Archive for the ‘IVF – in vitro fertilisation’ Category



Theoretically how soon should your period (withdrawal bleed) start after discontinuing the Oral contraceptive? What are the possible factors that could cause a delay in onset?

Thursday, September 18th, 2008

Theoretically the withdrawal bleed should commence after 3-5 days. Delay in onset is usually due to the fact that one has recruited a follicle (breakthrough recruitment) and is left with a functioning corpus luteum cyst that is still producing progesterone, therefore delaying the onset of the period. Alternatively one has to assess the uterine cavity to exclude any underlying problem.

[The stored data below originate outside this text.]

//! WORM object-storage client with retention-lock headers.
//!
//! The coldest tier is an HTTP object store in compliance mode: each
//! object carries a retention lock the store itself enforces. The
//! client surfaces honestly whether the store acknowledged the lock,
//! because an export that lands without its lock is not a WORM copy.

use std::sync::Arc;
use std::time::Duration;

use async_trait::async_trait;
use chrono::{DateTime, Utc};
use reqwest::header::HeaderValue;
use reqwest::{Client as HttpClient, Response, StatusCode};
use serde::de::DeserializeOwned;
use serde::{Deserialize, Serialize};
use tracing::{debug, warn};

use forgekeeper_core::{FkError, Manifest, Result, Snapshot, SnapshotId};

use crate::credentials::{AdminCredential, WriteCredential};
use crate::transport::{ArchiveEntry, DeleteAttempt, RepoInfo, RepoTransport};

/// Checksum the store verified at write time
const CHECKSUM_HEADER: &str = "x-fk-checksum";

/// Requested retention-lock length in days
const RETAIN_DAYS_HEADER: &str = "x-fk-retain-days";

/// Lock expiry the store acknowledges on writes and HEADs
const LOCK_UNTIL_HEADER: &str = "x-fk-lock-until";

/// Default request timeout
const DEFAULT_TIMEOUT: Duration = Duration::from_secs(60);

/// Object metadata as reported by a HEAD request
#[derive(Debug, Clone, Serialize, Deserialize)]
pub struct ObjectMeta {
    /// Object key
    pub key: String,

    /// Stored size in bytes
    pub size_bytes: u64,

    /// Checksum the store holds for the object (hex SHA-256)
    pub checksum: String,

    /// Retention-lock expiry, when the store enforces one
    pub lock_until: Option<DateTime<Utc>>,
}

impl ObjectMeta {
    /// Whether the retention lock is active at `now`
    #[must_use]
    pub fn locked_at(&self, now: DateTime<Utc>) -> bool {
        self.lock_until.is_some_and(|until| until > now)
    }
}

/// HTTP client for a retention-locking object store.
#[derive(Clone)]
pub struct ObjectStoreClient {
    inner: Arc<ClientInner>,
}

struct ClientInner {
    http: HttpClient,
    tier: String,
    base_url: String,
}

/// Builder for [`ObjectStoreClient`]
pub struct ObjectStoreClientBuilder {
    tier: String,
    base_url: String,
    timeout: Duration,
}

impl ObjectStoreClientBuilder {
    fn new(tier: impl Into<String>, base_url: impl Into<String>) -> Self {
        Self {
            tier: tier.into(),
            base_url: base_url.into(),
            timeout: DEFAULT_TIMEOUT,
        }
    }

    /// Set the request timeout
    #[must_use]
    pub const fn timeout(mut self, timeout: Duration) -> Self {
        self.timeout = timeout;
        self
    }

    /// Build the client
    ///
    /// # Errors
    ///
    /// Returns `FkError::Config` when the HTTP client cannot be built.
    pub fn build(self) -> Result<ObjectStoreClient> {
        let http = HttpClient::builder()
            .timeout(self.timeout)
            .user_agent(concat!("forgekeeper/", env!("CARGO_PKG_VERSION")))
            .build()
            .map_err(|e| FkError::Config(format!("http client: {e}")))?;
        Ok(ObjectStoreClient {
            inner: Arc::new(ClientInner {
                http,
                tier: self.tier,
                base_url: self.base_url.trim_end_matches('/').to_string(),
            }),
        })
    }
}
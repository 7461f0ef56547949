//! Command implementations.

pub mod drill;
pub mod prune;
pub mod restore;
pub mod risk;
pub mod run;
pub mod snapshot;
pub mod status;
pub mod verify;

use std::sync::Arc;

use forgekeeper::{
    AlertSink, FkError, LocalRepo, LogAlertSink, ObjectStoreClient, RecoveryOrchestrator,
    RepoTransport, SshRepoClient, TierHandle, TierMode, TierSpec, Verifier, VerifierConfig,
    WormTier, WriteCredential,
};

use crate::config::Config;
use crate::hooks::CommandHooks;
use crate::output::OutputFormat;

/// Shared context for all commands.
#[derive(Clone)]
pub struct Context {
    /// Validated configuration
    pub config: Config,

    /// Output format
    pub output: OutputFormat,

    /// Suppress informational output; structured results and exit
    /// codes still happen
    pub quiet: bool,
}

impl Context {
    /// The alert sink every engine component reports into.
    pub fn alerts(&self) -> Arc<dyn AlertSink> {
        Arc::new(LogAlertSink)
    }

    /// Build the transport for a tier from its mode and endpoint.
    pub async fn transport(&self, spec: &TierSpec) -> anyhow::Result<Arc<dyn RepoTransport>> {
        let transport: Arc<dyn RepoTransport> = match spec.mode {
            TierMode::MutableLocal => {
                Arc::new(LocalRepo::open(&spec.name, spec.endpoint.as_str()).await?)
            }
            TierMode::AppendOnlyRemote => {
                Arc::new(SshRepoClient::new(&spec.name, &spec.endpoint)?)
            }
            TierMode::WormRemote => {
                let retain_days = spec.retention.min_lock_days.ok_or_else(|| {
                    FkError::Config(format!(
                        "tier '{}': worm-remote needs retention.min_lock_days",
                        spec.name
                    ))
                })?;
                let client = ObjectStoreClient::builder(&spec.name, &spec.endpoint).build()?;
                Arc::new(WormTier::new(client, retain_days))
            }
        };
        Ok(transport)
    }

    /// A verifier-ready handle for one tier, credential loaded.
    pub async fn handle(&self, spec: &TierSpec) -> anyhow::Result<TierHandle> {
        Ok(TierHandle {
            transport: self.transport(spec).await?,
            mode: spec.mode,
            max_snapshot_age: spec.max_snapshot_age(),
            credential: WriteCredential::load(&spec.credential_path).await?,
        })
    }

    /// Handles for every configured tier, in configuration order.
    pub async fn tier_handles(&self) -> anyhow::Result<Vec<TierHandle>> {
        let mut handles = Vec::with_capacity(self.config.tiers.len());
        for spec in &self.config.tiers {
            handles.push(self.handle(spec).await?);
        }
        Ok(handles)
    }

    /// A verifier over every configured tier.
    pub async fn verifier(&self) -> anyhow::Result<Verifier> {
        Ok(Verifier::new(
            self.tier_handles().await?,
            VerifierConfig::default(),
            self.alerts(),
        ))
    }

    /// Look up a tier by name, or fail with the valid names.
    pub fn tier_spec(&self, name: &str) -> anyhow::Result<&TierSpec> {
        self.config.tier(name).ok_or_else(|| {
            let known: Vec<&str> = self.config.tiers.iter().map(|t| t.name.as_str()).collect();
            FkError::Config(format!(
                "no tier named '{name}' (configured: {})",
                known.join(", ")
            ))
            .into()
        })
    }

    /// The tier a restore or drill reads from: the named one, or the
    /// first recoverable tier in configuration order.
    pub fn restore_tier(&self, requested: Option<&str>) -> anyhow::Result<&TierSpec> {
        match requested {
            Some(name) => {
                let spec = self.tier_spec(name)?;
                if !spec.mode.counts_as_recoverable() {
                    return Err(FkError::Config(format!(
                        "tier '{name}' is staging-only; restore from a remote tier"
                    ))
                    .into());
                }
                Ok(spec)
            }
            None => self
                .config
                .tiers
                .iter()
                .find(|t| t.mode.counts_as_recoverable())
                .ok_or_else(|| {
                    FkError::Config("no recoverable tier configured".into()).into()
                }),
        }
    }

    /// The recovery hooks, shared across the collaborator seats.
    pub fn hooks(&self) -> anyhow::Result<Arc<CommandHooks>> {
        let hooks = self.config.recovery.clone().ok_or_else(|| {
            FkError::Config(
                "no [recovery] hooks configured; restore and drill need them".into(),
            )
        })?;
        Ok(Arc::new(CommandHooks::new(hooks)))
    }

    /// An orchestrator restoring from the given tier, with the shell
    /// hooks in every collaborator seat.
    pub async fn orchestrator(&self, from: &TierSpec) -> anyhow::Result<RecoveryOrchestrator> {
        let hooks = self.hooks()?;
        Ok(RecoveryOrchestrator::new(
            self.transport(from).await?,
            hooks.clone(),
            hooks.clone(),
            hooks,
            self.alerts(),
        ))
    }
}
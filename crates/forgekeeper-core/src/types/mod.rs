mod recovery;
mod retention;
mod risk;
mod snapshot;
mod tier;
mod verification;

pub use recovery::*;
pub use retention::*;
pub use risk::*;
pub use snapshot::*;
pub use tier::*;
pub use verification::*;
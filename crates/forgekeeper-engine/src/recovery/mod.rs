//! Supervised recovery: advisory target locks and the state-machine
//! orchestrator.

pub mod locks;
pub mod orchestrator;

- Week 21 answers kindly provided by Dr. Stephan Volschenk -

I exercise with the assistance of a trainer 3 x weekly. At which point should I stop training before/during an IVF? And should I stop altogether or only decrease intensity? Obviously the outcome of the IVF takes priority over maintaining fitness. Does exercise have any benefit during the run-up/stimulation phase of an IVF or is it safer to stop completely at the beginning of a cycle?

Thursday, September 18th, 2008

If you are fit and train regularly there is no reason to stop either before, during or after an IVF/ICSI attempt. A healthy body will ultimately house a healthy pregnancy. The issue is the amount of trainings – remember, anything in excess is detrimental.

- Week 21 answers kindly provided by Dr. Stephan Volschenk -

 

You have indicated before that the preferred waiting period between IVF cycles is 60-90 days. What are the likely risks when failing to allow the appropriate waiting period in between IVFs? How does this affect outcome? Less eggs retrieved? Poor stimulation response? Poorer egg quality?

Monday, August 18th, 2008

There are no risks in not waiting the desired time interval. It is all about physiology and common sense. It takes the ovary about 70-80 days to recruit a new cohort of primary follicles and it takes the body 6 weeks to return to normal.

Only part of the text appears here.